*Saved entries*
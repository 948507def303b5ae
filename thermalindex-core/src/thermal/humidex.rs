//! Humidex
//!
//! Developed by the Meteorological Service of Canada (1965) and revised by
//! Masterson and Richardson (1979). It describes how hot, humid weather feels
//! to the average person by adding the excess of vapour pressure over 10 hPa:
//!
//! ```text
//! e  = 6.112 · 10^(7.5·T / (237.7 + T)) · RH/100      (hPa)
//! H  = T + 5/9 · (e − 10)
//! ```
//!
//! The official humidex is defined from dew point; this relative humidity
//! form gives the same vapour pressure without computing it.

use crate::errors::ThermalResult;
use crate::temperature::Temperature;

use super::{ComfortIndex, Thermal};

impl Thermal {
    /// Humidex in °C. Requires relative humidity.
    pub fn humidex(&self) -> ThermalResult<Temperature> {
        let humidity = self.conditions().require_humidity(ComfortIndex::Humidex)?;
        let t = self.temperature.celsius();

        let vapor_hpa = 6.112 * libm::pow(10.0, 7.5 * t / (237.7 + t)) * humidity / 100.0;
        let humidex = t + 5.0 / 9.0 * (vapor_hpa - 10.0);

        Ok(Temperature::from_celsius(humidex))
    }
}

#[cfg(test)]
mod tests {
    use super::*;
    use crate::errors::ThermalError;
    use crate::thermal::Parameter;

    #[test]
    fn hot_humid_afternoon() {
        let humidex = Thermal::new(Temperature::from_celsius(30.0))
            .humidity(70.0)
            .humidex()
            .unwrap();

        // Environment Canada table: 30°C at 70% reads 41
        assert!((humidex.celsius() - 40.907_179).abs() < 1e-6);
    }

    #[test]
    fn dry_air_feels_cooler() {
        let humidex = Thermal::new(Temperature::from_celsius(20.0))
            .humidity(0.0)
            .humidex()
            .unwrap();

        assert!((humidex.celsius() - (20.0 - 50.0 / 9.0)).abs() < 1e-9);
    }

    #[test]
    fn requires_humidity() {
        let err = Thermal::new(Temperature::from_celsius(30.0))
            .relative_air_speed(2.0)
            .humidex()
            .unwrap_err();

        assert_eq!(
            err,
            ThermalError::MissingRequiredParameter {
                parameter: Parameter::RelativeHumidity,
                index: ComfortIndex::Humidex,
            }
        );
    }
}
==
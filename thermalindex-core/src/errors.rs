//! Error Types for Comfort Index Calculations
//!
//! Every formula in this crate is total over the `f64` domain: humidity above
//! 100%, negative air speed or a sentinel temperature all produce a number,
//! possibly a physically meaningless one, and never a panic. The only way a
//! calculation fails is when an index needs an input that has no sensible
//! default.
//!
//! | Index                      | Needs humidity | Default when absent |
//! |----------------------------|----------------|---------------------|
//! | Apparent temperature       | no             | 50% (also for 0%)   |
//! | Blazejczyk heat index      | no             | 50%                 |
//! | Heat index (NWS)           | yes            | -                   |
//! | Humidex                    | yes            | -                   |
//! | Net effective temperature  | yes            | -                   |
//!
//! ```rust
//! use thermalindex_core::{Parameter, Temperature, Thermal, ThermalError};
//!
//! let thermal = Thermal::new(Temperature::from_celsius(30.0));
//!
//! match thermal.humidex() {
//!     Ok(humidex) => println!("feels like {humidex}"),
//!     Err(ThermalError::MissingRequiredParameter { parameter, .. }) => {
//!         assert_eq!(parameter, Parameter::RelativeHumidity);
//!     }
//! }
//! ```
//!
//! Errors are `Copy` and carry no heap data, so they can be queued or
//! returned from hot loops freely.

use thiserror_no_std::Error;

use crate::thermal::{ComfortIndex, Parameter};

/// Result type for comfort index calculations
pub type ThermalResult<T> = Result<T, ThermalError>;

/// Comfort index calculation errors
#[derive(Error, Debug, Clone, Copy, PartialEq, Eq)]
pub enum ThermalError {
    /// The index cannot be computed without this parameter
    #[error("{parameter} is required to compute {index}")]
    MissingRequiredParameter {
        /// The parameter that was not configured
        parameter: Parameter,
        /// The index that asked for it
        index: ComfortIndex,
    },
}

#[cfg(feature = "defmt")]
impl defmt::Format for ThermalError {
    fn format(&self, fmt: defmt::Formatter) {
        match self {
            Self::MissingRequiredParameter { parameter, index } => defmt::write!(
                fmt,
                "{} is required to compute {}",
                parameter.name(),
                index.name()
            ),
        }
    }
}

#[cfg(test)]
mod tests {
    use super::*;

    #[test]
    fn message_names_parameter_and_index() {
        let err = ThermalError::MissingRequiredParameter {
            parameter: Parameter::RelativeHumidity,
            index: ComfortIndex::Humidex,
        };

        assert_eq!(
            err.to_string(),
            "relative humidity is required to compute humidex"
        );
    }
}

*Requirement*
Nothing but a number, please, for how many lines of the data hold "ThermalResult".

*Output for this task*
3